Problem description ▸ Which lines of the entries below run from the one holding "filename src/infrastructure/mod.rs" to the one holding "pub mod error;", inclusive? Set down exactly those lines and no others.
□ □ □ □ □
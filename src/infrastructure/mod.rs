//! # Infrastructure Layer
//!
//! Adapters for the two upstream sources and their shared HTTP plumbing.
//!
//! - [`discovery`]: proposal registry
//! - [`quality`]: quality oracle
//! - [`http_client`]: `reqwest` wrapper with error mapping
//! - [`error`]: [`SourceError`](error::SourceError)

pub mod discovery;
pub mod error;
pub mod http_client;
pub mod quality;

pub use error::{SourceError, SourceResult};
□ □ □ □ □
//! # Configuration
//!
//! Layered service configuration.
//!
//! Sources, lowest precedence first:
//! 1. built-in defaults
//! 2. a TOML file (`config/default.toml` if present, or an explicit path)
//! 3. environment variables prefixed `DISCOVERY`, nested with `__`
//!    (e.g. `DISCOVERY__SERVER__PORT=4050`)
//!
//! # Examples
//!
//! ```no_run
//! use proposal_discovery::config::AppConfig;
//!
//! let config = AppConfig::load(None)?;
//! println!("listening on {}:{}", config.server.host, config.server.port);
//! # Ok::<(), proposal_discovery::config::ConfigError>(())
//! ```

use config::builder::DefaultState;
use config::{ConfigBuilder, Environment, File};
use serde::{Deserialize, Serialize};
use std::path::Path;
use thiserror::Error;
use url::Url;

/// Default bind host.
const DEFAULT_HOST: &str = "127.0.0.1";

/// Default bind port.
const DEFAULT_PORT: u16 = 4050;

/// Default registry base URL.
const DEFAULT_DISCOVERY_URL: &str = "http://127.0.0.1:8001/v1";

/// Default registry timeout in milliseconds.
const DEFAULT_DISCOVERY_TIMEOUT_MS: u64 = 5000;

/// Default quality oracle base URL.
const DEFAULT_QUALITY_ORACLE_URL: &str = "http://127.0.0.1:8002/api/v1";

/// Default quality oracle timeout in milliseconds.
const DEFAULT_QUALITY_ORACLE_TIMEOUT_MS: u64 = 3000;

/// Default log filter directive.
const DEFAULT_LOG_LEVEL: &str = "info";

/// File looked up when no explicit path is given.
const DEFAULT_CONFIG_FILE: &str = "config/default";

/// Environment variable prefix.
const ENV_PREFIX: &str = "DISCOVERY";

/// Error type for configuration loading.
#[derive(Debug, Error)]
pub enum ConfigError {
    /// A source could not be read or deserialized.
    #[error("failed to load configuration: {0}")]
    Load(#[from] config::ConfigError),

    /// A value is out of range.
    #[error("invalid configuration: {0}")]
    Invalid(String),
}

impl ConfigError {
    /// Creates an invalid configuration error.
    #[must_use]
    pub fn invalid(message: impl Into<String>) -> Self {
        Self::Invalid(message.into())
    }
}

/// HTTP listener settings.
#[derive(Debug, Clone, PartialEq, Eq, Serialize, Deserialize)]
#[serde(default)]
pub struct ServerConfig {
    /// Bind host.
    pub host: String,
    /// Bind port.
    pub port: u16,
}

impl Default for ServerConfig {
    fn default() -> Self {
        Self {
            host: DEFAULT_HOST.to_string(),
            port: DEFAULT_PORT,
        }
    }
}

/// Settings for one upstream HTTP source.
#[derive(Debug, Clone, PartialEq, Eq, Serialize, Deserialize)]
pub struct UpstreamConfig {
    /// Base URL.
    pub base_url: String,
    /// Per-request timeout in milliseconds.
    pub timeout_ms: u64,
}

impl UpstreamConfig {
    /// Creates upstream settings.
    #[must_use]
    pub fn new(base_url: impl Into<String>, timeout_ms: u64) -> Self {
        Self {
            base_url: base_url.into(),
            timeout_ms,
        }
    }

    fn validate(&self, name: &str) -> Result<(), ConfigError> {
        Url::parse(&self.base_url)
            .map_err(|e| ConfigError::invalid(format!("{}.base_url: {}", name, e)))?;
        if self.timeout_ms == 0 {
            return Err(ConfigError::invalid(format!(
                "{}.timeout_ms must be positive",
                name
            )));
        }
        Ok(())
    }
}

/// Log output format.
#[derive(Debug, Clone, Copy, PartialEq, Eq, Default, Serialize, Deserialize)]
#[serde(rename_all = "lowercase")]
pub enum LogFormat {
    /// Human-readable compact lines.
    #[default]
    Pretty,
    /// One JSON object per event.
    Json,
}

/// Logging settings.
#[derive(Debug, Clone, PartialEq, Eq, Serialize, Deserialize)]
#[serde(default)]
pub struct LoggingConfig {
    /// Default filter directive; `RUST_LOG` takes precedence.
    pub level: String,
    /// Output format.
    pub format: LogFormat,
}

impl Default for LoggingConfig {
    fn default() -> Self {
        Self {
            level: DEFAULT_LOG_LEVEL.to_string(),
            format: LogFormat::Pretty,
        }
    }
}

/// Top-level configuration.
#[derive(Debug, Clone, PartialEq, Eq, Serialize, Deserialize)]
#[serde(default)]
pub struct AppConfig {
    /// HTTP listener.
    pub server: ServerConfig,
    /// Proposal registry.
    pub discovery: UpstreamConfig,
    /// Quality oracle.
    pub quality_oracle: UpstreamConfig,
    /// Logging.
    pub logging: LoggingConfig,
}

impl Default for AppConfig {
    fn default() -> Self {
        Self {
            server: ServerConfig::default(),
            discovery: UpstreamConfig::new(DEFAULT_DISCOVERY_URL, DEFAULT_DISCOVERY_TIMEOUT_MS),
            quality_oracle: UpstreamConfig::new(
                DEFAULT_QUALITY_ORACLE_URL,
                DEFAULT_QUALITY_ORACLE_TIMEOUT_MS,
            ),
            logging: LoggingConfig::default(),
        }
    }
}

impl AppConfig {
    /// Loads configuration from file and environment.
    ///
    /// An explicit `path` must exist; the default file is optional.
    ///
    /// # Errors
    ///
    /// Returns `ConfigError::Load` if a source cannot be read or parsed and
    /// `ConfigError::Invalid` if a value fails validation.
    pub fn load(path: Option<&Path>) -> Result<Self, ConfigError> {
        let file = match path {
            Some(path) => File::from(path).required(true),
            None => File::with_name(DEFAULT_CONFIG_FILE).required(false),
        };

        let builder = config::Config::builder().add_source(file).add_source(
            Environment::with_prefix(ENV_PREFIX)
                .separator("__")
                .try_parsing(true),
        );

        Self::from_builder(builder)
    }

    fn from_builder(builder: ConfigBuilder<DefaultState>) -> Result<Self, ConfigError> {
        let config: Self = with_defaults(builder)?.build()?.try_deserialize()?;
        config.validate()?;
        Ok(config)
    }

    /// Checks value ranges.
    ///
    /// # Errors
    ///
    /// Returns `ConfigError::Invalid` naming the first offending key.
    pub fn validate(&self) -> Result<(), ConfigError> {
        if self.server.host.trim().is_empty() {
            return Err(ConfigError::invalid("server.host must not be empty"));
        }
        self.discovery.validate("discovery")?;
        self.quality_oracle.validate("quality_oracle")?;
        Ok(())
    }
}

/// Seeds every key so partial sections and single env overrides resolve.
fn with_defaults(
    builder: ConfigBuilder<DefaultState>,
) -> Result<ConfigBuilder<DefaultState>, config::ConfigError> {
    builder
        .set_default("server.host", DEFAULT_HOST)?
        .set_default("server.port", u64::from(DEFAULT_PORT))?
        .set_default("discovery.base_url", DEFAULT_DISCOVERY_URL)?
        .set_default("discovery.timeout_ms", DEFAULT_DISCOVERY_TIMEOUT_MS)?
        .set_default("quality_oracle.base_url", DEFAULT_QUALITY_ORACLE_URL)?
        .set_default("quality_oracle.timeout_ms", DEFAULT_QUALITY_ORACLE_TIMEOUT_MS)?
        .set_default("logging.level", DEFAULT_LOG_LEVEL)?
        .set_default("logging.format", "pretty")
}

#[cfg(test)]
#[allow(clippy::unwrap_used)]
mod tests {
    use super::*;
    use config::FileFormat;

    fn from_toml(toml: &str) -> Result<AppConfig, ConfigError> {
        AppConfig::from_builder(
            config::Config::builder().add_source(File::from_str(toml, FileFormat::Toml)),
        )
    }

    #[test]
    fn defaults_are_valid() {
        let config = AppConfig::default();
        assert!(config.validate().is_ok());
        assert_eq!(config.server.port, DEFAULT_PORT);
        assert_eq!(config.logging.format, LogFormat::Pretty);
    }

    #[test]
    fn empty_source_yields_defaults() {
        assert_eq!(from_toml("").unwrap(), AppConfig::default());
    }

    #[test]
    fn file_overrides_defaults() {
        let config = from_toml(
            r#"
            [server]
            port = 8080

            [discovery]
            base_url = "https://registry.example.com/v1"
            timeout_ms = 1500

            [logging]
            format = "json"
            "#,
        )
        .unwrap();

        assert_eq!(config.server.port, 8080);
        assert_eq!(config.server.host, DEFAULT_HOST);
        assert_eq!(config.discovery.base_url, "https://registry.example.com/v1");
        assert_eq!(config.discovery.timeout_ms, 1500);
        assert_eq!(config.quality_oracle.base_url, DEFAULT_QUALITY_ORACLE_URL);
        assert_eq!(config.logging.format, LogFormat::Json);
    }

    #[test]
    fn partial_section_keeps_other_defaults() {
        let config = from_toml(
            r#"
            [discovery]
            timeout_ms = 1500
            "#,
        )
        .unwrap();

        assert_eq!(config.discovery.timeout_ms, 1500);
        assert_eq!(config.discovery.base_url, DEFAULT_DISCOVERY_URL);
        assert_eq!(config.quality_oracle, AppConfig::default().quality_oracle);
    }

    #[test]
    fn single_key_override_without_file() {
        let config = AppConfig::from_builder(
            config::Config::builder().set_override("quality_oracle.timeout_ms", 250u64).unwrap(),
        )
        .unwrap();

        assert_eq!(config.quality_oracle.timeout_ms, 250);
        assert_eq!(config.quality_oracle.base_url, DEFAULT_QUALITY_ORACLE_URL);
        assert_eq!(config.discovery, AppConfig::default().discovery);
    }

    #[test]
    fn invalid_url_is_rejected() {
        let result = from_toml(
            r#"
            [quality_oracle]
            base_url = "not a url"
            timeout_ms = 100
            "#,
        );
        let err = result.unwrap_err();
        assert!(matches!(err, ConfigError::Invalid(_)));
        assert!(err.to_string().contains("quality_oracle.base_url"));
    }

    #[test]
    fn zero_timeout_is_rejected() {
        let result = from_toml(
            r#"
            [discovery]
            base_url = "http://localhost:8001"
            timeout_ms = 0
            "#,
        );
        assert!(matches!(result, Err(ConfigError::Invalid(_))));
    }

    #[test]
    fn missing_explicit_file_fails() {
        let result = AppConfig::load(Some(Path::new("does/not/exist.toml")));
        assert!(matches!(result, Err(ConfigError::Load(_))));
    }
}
□ □ □ □ □
Result of the task ▸
filename src/infrastructure/mod.rs
//! # Infrastructure Layer
//!
//! Adapters for the two upstream sources and their shared HTTP plumbing.
//!
//! - [`discovery`]: proposal registry
//! - [`quality`]: quality oracle
//! - [`http_client`]: `reqwest` wrapper with error mapping
//! - [`error`]: [`SourceError`](error::SourceError)

pub mod discovery;
pub mod error;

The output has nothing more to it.